MDI#
General Overview: Mean Decrease Impurity (MDI) is a technique used to assess feature importance in decision tree-based models, such as Random Forests. It measures the importance of a feature by calculating the reduction in impurity (e.g., Gini impurity or entropy) it contributes across all the trees in the ensemble.
Key Concepts:
Impurity: A metric used to measure the homogeneity of nodes in a decision tree.
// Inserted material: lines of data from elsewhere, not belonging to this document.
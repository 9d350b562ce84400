//! SQLite migration registry and executor.
//!
//! # Responsibility
//! - Register schema migrations in strictly increasing order.
//! - Create missing collections without touching existing ones.
//!
//! # Invariants
//! - `version` values must remain monotonic.
//! - Applied migration version is mirrored to `PRAGMA user_version`.
//! - Every migration only uses `CREATE ... IF NOT EXISTS`, so replaying one
//!   against a partially created schema is harmless.

use crate::db::{DbError, DbResult};
use log::info;
use rusqlite::Connection;

#[derive(Debug, Clone, Copy)]
struct Migration {
    version: u32,
    name: &'static str,
    sql: &'static str,
}

const MIGRATIONS: &[Migration] = &[
    Migration {
        version: 1,
        name: "entries_settings",
        sql: include_str!("0001_init.sql"),
    },
    Migration {
        version: 2,
        name: "month_meta",
        sql: include_str!("0002_month_meta.sql"),
    },
];

/// Returns the latest migration version known by this binary.
pub fn latest_version() -> u32 {
    MIGRATIONS.last().map_or(0, |migration| migration.version)
}

/// Reads the schema version recorded in the store.
pub fn schema_version(conn: &Connection) -> DbResult<u32> {
    let version = conn.query_row("PRAGMA user_version;", [], |row| row.get::<_, u32>(0))?;
    Ok(version)
}

/// Applies all pending migrations on the provided connection.
///
/// Pending migrations run inside one transaction; a failure leaves the store
/// at its previous version.
pub fn apply_migrations(conn: &mut Connection) -> DbResult<()> {
    let current = schema_version(conn)?;
    let latest = latest_version();

    if current > latest {
        return Err(DbError::UnsupportedSchemaVersion {
            db_version: current,
            latest_supported: latest,
        });
    }
    if current == latest {
        return Ok(());
    }

    let tx = conn.transaction()?;
    for migration in MIGRATIONS.iter().filter(|m| m.version > current) {
        tx.execute_batch(migration.sql)?;
        tx.execute_batch(&format!("PRAGMA user_version = {};", migration.version))?;
        info!(
            "event=db_migrate module=db status=ok version={} name={}",
            migration.version, migration.name
        );
    }
    tx.commit()?;

    Ok(())
}

/// Applies migrations up to and including `target` only.
///
/// Used to reproduce stores written by older builds.
#[doc(hidden)]
pub fn apply_migrations_up_to(conn: &mut Connection, target: u32) -> DbResult<()> {
    let current = schema_version(conn)?;
    let tx = conn.transaction()?;
    for migration in MIGRATIONS
        .iter()
        .filter(|m| m.version > current && m.version <= target)
    {
        tx.execute_batch(migration.sql)?;
        tx.execute_batch(&format!("PRAGMA user_version = {};", migration.version))?;
    }
    tx.commit()?;
    Ok(())
}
Common impurity measures include Gini impurity and entropy.
Decision Trees: Models that split data into subsets based on feature values, aiming to reduce impurity at each split.
Ensemble Methods: Techniques like Random Forests, which build multiple decision trees and aggregate their results.
Feature Splits: In decision trees, features that effectively reduce impurity are selected for splits.
Procedure:
Train Decision Trees: Build decision trees as part of an ensemble model (e.g., Random Forest).
Calculate Impurity Reduction: For each feature, calculate how much it reduces impurity at each split in every tree.
Aggregate Importance: Sum the impurity reductions for each feature across all trees in the model.
Normalize Importance: Normalize these sums to get relative feature importance scores, often represented as percentages.
Applications:
Feature Ranking: Identifying the most important features for making predictions.
Model Interpretation: Understanding the contribution of each feature in the decision-making process of the model.
Feature Selection: Selecting the most influential features to reduce model complexity and improve performance.
Advantages:
Efficiency: Fast to compute since it is derived from the tree-building process.
Built-in Method: Naturally integrated into tree-based models, requiring no additional computation.
Interpretability: Provides clear and intuitive insights into which features are most influential.
Disadvantages:
Bias Towards High Cardinality: Features with many unique values (high cardinality) may appear more important because they can be used more often to split data.
Overfitting Risk: In trees that are too deep or not pruned properly, MDI can reflect noise rather than true importance.
Correlation Sensitivity: Like permutation importance, MDI can be misleading when features are highly correlated, as splits may be attributed to multiple correlated features.
Comparison with Permutation Importance:
Computation Method: MDI uses the tree-building process to measure importance, while permutation importance relies on shuffling feature values and observing performance changes.
Model Dependency: MDI is specific to tree-based models, whereas permutation importance is model-agnostic.
Bias: MDI can be biased towards high-cardinality features, while permutation importance is more robust but computationally intensive.
Conclusion: Mean Decrease Impurity is a useful and efficient method for determining feature importance in decision tree-based models. While it provides valuable insights into feature contributions, users should be aware of its potential biases and limitations, especially regarding high-cardinality features and feature correlations. Properly understanding and addressing these issues can help in making more informed decisions about feature selection and model interpretation.